• _Activity_
Select all lines in the records that include "VALUES".

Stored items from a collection
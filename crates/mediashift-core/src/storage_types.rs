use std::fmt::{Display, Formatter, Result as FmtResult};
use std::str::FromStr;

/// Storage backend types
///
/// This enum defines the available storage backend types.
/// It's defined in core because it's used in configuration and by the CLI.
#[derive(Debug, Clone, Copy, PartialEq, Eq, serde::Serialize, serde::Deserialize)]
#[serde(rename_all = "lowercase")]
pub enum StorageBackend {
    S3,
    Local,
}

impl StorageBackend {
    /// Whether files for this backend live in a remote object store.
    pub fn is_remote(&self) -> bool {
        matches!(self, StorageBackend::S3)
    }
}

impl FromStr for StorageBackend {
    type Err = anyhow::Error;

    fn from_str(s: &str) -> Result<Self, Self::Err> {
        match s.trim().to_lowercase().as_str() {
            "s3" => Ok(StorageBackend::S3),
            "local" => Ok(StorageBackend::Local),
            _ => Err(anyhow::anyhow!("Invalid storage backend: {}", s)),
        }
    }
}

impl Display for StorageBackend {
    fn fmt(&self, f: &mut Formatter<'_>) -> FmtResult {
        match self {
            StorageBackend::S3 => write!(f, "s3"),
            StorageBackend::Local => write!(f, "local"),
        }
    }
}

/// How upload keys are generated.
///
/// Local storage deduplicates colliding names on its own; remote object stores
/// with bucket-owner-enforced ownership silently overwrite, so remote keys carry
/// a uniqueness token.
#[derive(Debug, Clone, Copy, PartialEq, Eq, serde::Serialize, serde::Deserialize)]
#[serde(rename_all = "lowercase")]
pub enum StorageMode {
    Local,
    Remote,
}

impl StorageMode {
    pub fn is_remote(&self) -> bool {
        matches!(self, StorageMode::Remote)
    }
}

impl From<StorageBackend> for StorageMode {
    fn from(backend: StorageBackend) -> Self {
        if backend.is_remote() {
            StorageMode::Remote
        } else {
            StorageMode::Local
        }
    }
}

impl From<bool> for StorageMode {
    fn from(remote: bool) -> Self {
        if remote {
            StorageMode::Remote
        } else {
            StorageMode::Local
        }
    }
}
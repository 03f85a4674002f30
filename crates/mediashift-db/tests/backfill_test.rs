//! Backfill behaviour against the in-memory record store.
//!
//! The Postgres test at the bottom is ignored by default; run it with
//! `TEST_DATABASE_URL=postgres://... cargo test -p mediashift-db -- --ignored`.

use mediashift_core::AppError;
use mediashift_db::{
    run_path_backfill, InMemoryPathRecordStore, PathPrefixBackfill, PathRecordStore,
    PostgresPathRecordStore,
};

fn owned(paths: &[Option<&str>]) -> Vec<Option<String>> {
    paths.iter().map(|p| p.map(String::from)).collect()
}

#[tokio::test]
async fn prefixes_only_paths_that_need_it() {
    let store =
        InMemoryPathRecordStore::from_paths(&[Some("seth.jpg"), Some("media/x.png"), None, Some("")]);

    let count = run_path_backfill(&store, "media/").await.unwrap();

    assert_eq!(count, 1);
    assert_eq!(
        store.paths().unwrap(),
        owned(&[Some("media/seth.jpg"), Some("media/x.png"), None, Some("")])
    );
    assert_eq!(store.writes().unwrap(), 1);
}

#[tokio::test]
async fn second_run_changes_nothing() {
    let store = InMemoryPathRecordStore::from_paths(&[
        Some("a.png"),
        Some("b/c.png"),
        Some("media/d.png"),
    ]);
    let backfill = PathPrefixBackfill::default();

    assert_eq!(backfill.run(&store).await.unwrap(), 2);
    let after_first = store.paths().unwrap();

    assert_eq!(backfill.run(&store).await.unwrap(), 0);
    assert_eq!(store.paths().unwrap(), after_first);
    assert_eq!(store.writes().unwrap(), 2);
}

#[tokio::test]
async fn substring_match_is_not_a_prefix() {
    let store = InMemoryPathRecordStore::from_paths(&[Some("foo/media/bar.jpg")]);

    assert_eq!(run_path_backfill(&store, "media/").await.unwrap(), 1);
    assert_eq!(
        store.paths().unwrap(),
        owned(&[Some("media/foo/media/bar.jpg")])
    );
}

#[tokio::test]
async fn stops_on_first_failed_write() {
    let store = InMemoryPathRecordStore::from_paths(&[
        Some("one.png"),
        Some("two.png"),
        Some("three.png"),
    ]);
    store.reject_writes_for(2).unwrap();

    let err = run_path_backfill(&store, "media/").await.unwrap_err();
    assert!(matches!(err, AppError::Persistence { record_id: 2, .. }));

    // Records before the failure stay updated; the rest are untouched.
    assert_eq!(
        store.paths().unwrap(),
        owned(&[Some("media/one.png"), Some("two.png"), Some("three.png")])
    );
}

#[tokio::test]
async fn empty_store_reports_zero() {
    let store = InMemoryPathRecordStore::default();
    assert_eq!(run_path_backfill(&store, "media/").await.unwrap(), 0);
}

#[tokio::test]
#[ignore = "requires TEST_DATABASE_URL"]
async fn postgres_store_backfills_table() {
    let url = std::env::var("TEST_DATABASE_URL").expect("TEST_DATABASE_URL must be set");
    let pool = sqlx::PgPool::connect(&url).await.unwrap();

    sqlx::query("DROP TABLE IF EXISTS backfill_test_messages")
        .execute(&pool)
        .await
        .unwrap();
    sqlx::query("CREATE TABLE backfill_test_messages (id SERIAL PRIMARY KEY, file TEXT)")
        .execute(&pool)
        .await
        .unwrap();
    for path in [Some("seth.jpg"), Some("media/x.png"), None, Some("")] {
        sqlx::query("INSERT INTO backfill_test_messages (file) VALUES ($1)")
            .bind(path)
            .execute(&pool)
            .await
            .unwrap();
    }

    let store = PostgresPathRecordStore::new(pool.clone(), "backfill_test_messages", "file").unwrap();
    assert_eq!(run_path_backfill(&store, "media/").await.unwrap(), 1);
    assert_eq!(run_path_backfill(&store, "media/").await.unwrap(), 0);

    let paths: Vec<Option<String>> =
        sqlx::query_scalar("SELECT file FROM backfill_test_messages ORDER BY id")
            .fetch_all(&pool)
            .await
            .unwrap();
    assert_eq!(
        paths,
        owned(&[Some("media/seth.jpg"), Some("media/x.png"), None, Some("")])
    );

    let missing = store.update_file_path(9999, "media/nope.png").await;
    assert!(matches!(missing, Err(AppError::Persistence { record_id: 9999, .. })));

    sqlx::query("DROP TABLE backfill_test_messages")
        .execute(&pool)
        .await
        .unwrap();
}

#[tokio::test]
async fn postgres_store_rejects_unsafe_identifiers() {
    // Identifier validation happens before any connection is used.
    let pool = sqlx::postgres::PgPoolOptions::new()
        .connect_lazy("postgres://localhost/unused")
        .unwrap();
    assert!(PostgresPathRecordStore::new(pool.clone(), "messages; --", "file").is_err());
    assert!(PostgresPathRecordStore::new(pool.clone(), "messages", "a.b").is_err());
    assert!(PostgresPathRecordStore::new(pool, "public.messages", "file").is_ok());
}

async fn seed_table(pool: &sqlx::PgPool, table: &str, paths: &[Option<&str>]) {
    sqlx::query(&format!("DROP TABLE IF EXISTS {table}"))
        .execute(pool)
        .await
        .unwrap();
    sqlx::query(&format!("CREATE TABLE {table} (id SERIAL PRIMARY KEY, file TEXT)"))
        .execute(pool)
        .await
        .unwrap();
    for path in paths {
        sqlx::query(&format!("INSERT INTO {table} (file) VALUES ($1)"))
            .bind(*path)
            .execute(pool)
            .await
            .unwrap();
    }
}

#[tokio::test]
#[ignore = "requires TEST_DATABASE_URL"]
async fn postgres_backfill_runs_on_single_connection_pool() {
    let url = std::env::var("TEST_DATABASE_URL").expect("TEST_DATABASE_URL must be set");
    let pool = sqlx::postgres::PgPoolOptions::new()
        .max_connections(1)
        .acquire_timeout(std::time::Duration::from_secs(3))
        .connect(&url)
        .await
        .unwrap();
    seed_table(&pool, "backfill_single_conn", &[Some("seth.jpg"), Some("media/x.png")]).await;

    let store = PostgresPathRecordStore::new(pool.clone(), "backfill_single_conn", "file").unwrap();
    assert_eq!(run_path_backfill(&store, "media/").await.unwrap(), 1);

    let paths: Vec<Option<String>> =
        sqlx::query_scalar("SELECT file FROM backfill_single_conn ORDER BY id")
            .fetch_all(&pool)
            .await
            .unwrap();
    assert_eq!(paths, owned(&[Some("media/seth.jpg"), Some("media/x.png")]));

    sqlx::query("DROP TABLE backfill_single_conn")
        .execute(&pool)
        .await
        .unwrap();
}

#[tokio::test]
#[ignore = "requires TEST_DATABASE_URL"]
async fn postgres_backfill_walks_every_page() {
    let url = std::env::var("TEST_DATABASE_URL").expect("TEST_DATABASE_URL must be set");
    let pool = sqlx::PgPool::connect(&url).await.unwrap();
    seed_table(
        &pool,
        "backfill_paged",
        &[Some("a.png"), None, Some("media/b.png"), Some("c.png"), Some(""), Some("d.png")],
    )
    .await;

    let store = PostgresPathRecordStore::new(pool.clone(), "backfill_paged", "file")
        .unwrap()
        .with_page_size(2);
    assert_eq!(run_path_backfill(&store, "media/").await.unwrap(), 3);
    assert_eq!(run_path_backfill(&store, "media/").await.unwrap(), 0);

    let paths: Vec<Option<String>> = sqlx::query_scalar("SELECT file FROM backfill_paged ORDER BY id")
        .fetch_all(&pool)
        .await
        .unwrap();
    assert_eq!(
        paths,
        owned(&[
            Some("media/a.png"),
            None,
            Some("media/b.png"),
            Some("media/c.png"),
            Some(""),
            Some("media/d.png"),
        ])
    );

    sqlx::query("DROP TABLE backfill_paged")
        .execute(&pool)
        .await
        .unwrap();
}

• _Output for this task_
        sqlx::query("INSERT INTO backfill_test_messages (file) VALUES ($1)")
        sqlx::query(&format!("INSERT INTO {table} (file) VALUES ($1)"))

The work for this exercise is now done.